The guidelines aim to ensure that executive compensation is fair, competitive, and aligned with Company´s strategic goals and performance.
The guidelines shall only apply to the executive management of the Company as defined in Section 6-16a of the Companies Act (collectively referred to as the "Senior Executives"),and shall be effective for the financial year 2025 and remain in force until new guidelines are adopted by the general meeting.
After having discontinued its operational activity, Otello is today an asset management company holding only one major asset: its ownership of shares in Bemobi Mobile Tech S.A. Furthermore, these guidelines reflect the fact that the Executive Management comprises of the CEO and the CFO. The guidelines therefore differ considerably to what would otherwise be standard and common for a company with normal in-house operations and business activities (R&D, manufacturing, sales, etc).

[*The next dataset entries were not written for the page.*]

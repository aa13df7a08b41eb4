//! Configuration Loader
//!
//! 实现多源配置加载与合并逻辑
//!
//! 优先级（从高到低）：
//! 1. 环境变量
//! 2. 配置文件（folio.toml）
//! 3. 默认值

use config::{Config, ConfigError as ConfigCrateError, Environment, File};
use std::path::Path;
use thiserror::Error;

use super::types::AppConfig;

/// 配置加载错误
#[derive(Debug, Error)]
pub enum ConfigError {
    #[error("Failed to load configuration: {0}")]
    LoadError(String),

    #[error("Failed to parse configuration: {0}")]
    ParseError(String),

    #[error("Configuration validation failed: {0}")]
    ValidationError(String),
}

impl From<ConfigCrateError> for ConfigError {
    fn from(err: ConfigCrateError) -> Self {
        ConfigError::LoadError(err.to_string())
    }
}

/// 配置文件搜索路径
const CONFIG_FILE_NAMES: &[&str] = &["folio", "folio.local"];

/// 加载应用配置
///
/// # 环境变量示例
/// - `FOLIO_API__BASE_URL=https://books.example.com`
/// - `FOLIO_API__TOKEN=9944b09199c62bcf9418ad846dd0e4bbdfc6ee4b`
/// - `FOLIO_POLL__CHAPTER_DEADLINE_SECS=600`
/// - `FOLIO_STORAGE__DRAFT_DB_PATH=/data/folio.sled`
pub fn load_config() -> Result<AppConfig, ConfigError> {
    load_config_from_path(None)
}

/// 从指定路径加载配置
///
/// # 参数
/// - `config_path` - 可选的配置文件路径，如果为 None 则使用默认搜索路径
pub fn load_config_from_path(config_path: Option<&Path>) -> Result<AppConfig, ConfigError> {
    let mut builder = Config::builder();

    // 1. 默认值
    builder = builder
        .set_default("api.base_url", "http://localhost:8000")?
        .set_default("api.timeout_secs", 60)?
        .set_default("poll.interval_ms", 1200)?
        .set_default("poll.default_deadline_secs", 240)?
        .set_default("poll.chapter_deadline_secs", 480)?
        .set_default("storage.draft_db_path", "data/folio.sled")?
        .set_default("storage.draft_key", "folio_draft_v1")?
        .set_default("log.level", "info")?
        .set_default("log.json", false)?;

    // 2. 配置文件
    if let Some(path) = config_path {
        builder = builder.add_source(File::from(path).required(true));
    } else {
        for name in CONFIG_FILE_NAMES {
            builder = builder.add_source(File::with_name(name).required(false));
        }
    }

    // 3. 环境变量
    // 前缀: FOLIO_
    // 层级分隔符: __ (双下划线)
    builder = builder.add_source(
        Environment::with_prefix("FOLIO")
            .prefix_separator("_")
            .separator("__")
            .try_parsing(true),
    );

    let config = builder.build()?;

    let app_config: AppConfig = config.try_deserialize().map_err(|e| {
        ConfigError::ParseError(format!("Failed to deserialize config: {}", e))
    })?;

    validate_config(&app_config)?;

    Ok(app_config)
}

/// 验证配置有效性
fn validate_config(config: &AppConfig) -> Result<(), ConfigError> {
    if config.api.base_url.trim().is_empty() {
        return Err(ConfigError::ValidationError(
            "API base URL cannot be empty".to_string(),
        ));
    }

    let routes = &config.api.routes;
    if routes.books_prefixes.is_empty() || routes.runs_prefixes.is_empty() {
        return Err(ConfigError::ValidationError(
            "Route prefix lists cannot be empty".to_string(),
        ));
    }
    if routes.legacy_execute_path.trim().is_empty() {
        return Err(ConfigError::ValidationError(
            "Legacy execute path cannot be empty".to_string(),
        ));
    }

    if config.poll.interval_ms == 0 {
        return Err(ConfigError::ValidationError(
            "Poll interval cannot be 0".to_string(),
        ));
    }

    if config.poll.chapter_deadline_secs < config.poll.default_deadline_secs {
        return Err(ConfigError::ValidationError(
            "Chapter deadline cannot be shorter than the default deadline".to_string(),
        ));
    }

    if config.storage.draft_db_path.is_empty() {
        return Err(ConfigError::ValidationError(
            "Draft database path cannot be empty".to_string(),
        ));
    }

    Ok(())
}

/// 打印配置信息（用于启动时日志）
pub fn print_config(config: &AppConfig) {
    tracing::info!("=== Application Configuration ===");
    tracing::info!("API Base URL: {}", config.api.base_url);
    tracing::info!("API Token: {}", if config.api.token.is_some() { "set" } else { "not set" });
    tracing::info!("API Timeout: {}s", config.api.timeout_secs);
    tracing::info!("Books Prefixes: {:?}", config.api.routes.books_prefixes);
    tracing::info!("Runs Prefixes: {:?}", config.api.routes.runs_prefixes);
    tracing::info!("Legacy Execute: {}", config.api.routes.legacy_execute_path);
    tracing::info!(
        "Poll: every {}ms, deadline {}s (chapter {}s)",
        config.poll.interval_ms,
        config.poll.default_deadline_secs,
        config.poll.chapter_deadline_secs
    );
    tracing::info!("Draft Store: {} [{}]", config.storage.draft_db_path, config.storage.draft_key);
    tracing::info!("Log Level: {}", config.log.level);
    tracing::info!("=================================");
}
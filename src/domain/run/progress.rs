//! Run Context - Progress Snapshot
//!
//! 每次轮询从 `output_payload.progress` 重新计算，不持久化

use serde::{Deserialize, Serialize};
use serde_json::Value;

use super::{Run, RunStatus};

/// 进度快照
#[derive(Debug, Clone, PartialEq, Eq, Serialize, Deserialize)]
pub struct ProgressSnapshot {
    pub status: RunStatus,
    pub label: String,
    pub current_node: Option<String>,
    pub revision: Option<u32>,
    pub completed_steps: usize,
}

impl ProgressSnapshot {
    pub fn from_run(run: &Run) -> Self {
        let progress = run
            .output_payload
            .as_ref()
            .and_then(|payload| payload.get("progress"))
            .filter(|p| p.is_object());

        let current_node = progress
            .and_then(|p| p.get("current_node"))
            .and_then(Value::as_str)
            .map(str::trim)
            .filter(|node| !node.is_empty())
            .map(str::to_string);

        let revision = progress
            .and_then(|p| p.get("revision_count"))
            .and_then(Value::as_u64)
            .and_then(|n| u32::try_from(n).ok());

        let completed_steps = progress
            .and_then(|p| p.get("completed_nodes"))
            .and_then(Value::as_array)
            .map(Vec::len)
            .unwrap_or(0);

        let label = match &current_node {
            Some(node) => node_label(node),
            None => fallback_label(run.status).to_string(),
        };

        Self {
            status: run.status,
            label,
            current_node,
            revision,
            completed_steps,
        }
    }

    /// 单行展示文本
    pub fn describe(&self) -> String {
        match self.revision {
            Some(revision) if revision > 0 => format!("{} (revision {})", self.label, revision),
            _ => self.label.clone(),
        }
    }
}

/// 节点名 → 阶段标签，未知节点原样返回
pub fn node_label(node: &str) -> String {
    let label = match node {
        "run_toc" => "Outline generation",
        "run_refine_toc" => "Outline refinement",
        "run_chapter" => "Chapter generation",
        "chapter_node_retrieve_context" => "Retrieving context",
        "chapter_node_plan" => "Planning chapter",
        "chapter_node_draft" => "Drafting chapter",
        "chapter_node_review" => "Reviewing chapter",
        "chapter_node_persist" => "Saving chapter",
        "run_export" => "Exporting manuscript",
        other => return other.to_string(),
    };
    label.to_string()
}

fn fallback_label(status: RunStatus) -> &'static str {
    match status {
        RunStatus::Queued => "Queued",
        RunStatus::Running => "Running",
        RunStatus::Completed => "Completed",
        RunStatus::Failed => "Failed",
    }
}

With the support of the remuneration committee, the Board of Directors has prepared the guidelines based on the following principles:
Otello´s remuneration policy underpins our ambition to recruit, develop and retain Senior Executives with the qualifications required to deliver strong financial results. The remuneration shall be on market terms, competitive, and reflect the performance and responsibilities of the Senior Executives. Otello believe that financial and other tangible incentives foster high performance when aligned with the interests of the Company’s shareholders.
The remuneration to the Senior Executives may consist of fixed cash salary, variable cash salary, stock options or other form of equity-based compensation, and other benefits as further described below.
Base salary:
A fixed annual salary that reflects the executive´s role and responsibilities. The base salary should be in line with market conditions and consider inter alia the scope and responsibility associated with the position, as well as the skills, experience, and performance of each of the Senior Executives. The fixed cash salaries have no maximum levels.
Variable salary:
A variable compensation based on the achievement of specific and measurable performance targets. As a principle, the maximum achievable variable compensation should be 100% of the base salary.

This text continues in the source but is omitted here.